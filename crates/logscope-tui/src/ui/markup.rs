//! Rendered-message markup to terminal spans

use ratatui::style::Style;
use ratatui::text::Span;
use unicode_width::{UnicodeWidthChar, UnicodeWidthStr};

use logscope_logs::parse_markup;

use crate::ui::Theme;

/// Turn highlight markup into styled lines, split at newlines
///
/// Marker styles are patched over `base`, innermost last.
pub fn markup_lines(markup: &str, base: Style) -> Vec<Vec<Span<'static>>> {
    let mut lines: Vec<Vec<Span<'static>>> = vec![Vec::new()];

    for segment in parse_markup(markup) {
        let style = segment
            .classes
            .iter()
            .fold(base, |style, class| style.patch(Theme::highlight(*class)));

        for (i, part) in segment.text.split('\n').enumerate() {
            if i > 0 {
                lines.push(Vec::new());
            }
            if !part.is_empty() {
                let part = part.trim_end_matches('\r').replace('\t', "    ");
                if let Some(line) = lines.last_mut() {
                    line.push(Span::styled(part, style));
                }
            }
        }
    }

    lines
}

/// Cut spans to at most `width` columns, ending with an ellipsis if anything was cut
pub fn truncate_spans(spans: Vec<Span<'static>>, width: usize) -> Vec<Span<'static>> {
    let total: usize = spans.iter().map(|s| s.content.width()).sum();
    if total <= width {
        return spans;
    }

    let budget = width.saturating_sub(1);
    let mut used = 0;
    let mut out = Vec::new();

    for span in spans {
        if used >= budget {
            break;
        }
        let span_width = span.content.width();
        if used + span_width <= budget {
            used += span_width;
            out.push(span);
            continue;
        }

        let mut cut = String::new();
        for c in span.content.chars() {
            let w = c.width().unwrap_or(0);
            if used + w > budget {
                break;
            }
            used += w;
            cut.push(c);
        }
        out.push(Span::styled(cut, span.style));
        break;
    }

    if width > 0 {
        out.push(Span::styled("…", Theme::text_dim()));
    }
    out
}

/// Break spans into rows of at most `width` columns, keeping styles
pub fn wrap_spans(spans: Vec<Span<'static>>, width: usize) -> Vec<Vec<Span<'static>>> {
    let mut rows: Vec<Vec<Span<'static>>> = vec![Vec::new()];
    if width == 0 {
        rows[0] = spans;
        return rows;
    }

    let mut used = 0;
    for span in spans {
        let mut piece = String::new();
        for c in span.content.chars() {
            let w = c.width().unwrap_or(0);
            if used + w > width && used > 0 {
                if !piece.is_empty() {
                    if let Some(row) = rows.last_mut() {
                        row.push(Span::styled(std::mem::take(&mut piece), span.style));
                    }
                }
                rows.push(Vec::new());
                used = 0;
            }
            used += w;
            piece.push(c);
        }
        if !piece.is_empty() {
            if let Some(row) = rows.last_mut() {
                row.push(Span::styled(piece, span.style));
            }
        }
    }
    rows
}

...

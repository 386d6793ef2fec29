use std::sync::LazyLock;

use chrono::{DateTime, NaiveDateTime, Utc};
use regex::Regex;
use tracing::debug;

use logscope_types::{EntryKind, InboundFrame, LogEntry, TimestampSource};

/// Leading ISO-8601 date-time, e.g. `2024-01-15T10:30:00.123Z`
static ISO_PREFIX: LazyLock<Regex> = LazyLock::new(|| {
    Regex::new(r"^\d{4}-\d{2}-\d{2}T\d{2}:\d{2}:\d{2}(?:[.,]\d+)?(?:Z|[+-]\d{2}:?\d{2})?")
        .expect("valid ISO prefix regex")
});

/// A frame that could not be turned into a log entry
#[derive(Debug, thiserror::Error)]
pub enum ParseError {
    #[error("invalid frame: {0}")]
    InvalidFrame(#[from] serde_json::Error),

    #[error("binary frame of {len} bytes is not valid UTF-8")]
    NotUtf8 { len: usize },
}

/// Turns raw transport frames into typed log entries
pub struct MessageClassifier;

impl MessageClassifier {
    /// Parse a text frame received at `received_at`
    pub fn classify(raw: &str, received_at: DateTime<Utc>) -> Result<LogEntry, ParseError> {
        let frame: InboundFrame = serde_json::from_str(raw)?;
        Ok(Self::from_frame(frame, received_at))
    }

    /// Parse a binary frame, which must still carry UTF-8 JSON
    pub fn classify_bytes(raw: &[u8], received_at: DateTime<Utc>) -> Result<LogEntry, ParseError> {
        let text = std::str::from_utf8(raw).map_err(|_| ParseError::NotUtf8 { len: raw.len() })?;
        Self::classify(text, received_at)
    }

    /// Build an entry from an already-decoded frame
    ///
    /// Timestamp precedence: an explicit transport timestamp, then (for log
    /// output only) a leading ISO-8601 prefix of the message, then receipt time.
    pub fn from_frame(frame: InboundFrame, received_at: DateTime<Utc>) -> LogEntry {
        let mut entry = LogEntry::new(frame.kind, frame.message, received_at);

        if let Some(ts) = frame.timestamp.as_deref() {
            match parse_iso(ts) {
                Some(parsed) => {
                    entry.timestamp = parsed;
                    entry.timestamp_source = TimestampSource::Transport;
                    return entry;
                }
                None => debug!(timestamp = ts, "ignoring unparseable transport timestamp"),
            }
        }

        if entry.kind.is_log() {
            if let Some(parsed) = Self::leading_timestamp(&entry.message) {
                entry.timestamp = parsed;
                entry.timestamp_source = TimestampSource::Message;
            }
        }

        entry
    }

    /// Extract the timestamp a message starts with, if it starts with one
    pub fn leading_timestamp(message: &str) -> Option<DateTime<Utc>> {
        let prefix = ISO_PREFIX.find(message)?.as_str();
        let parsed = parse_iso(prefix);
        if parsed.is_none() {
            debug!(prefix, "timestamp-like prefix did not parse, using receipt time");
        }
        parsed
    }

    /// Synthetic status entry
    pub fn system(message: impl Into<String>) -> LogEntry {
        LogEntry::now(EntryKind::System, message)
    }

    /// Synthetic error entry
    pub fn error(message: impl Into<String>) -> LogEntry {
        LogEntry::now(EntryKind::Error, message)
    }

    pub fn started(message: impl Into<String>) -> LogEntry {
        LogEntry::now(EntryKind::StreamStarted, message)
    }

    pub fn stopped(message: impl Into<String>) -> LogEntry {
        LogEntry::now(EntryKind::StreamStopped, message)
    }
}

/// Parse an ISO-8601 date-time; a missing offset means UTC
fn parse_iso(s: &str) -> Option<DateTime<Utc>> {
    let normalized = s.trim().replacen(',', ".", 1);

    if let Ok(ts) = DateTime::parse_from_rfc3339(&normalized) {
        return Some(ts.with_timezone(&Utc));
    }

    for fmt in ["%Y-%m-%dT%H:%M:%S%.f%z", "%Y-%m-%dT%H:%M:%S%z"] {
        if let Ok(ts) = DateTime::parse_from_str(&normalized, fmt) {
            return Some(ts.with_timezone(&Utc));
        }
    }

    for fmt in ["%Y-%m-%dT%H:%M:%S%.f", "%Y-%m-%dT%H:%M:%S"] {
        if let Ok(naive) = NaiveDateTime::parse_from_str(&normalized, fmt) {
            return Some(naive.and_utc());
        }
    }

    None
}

• _What to produce_:
The reply should hold only the lines of the listing above starting at the line containing "out.push(Span::styled(cut, span.style));" and ending at the line containing "rows.push(Vec::new());", exactly as written.

• _Written answer_:
        out.push(Span::styled(cut, span.style));
        break;
    }

    if width > 0 {
        out.push(Span::styled("…", Theme::text_dim()));
    }
    out
}

/// Break spans into rows of at most `width` columns, keeping styles
pub fn wrap_spans(spans: Vec<Span<'static>>, width: usize) -> Vec<Vec<Span<'static>>> {
    let mut rows: Vec<Vec<Span<'static>>> = vec![Vec::new()];
    if width == 0 {
        rows[0] = spans;
        return rows;
    }

    let mut used = 0;
    for span in spans {
        let mut piece = String::new();
        for c in span.content.chars() {
            let w = c.width().unwrap_or(0);
            if used + w > width && used > 0 {
                if !piece.is_empty() {
                    if let Some(row) = rows.last_mut() {
                        row.push(Span::styled(std::mem::take(&mut piece), span.style));
                    }
                }
                rows.push(Vec::new());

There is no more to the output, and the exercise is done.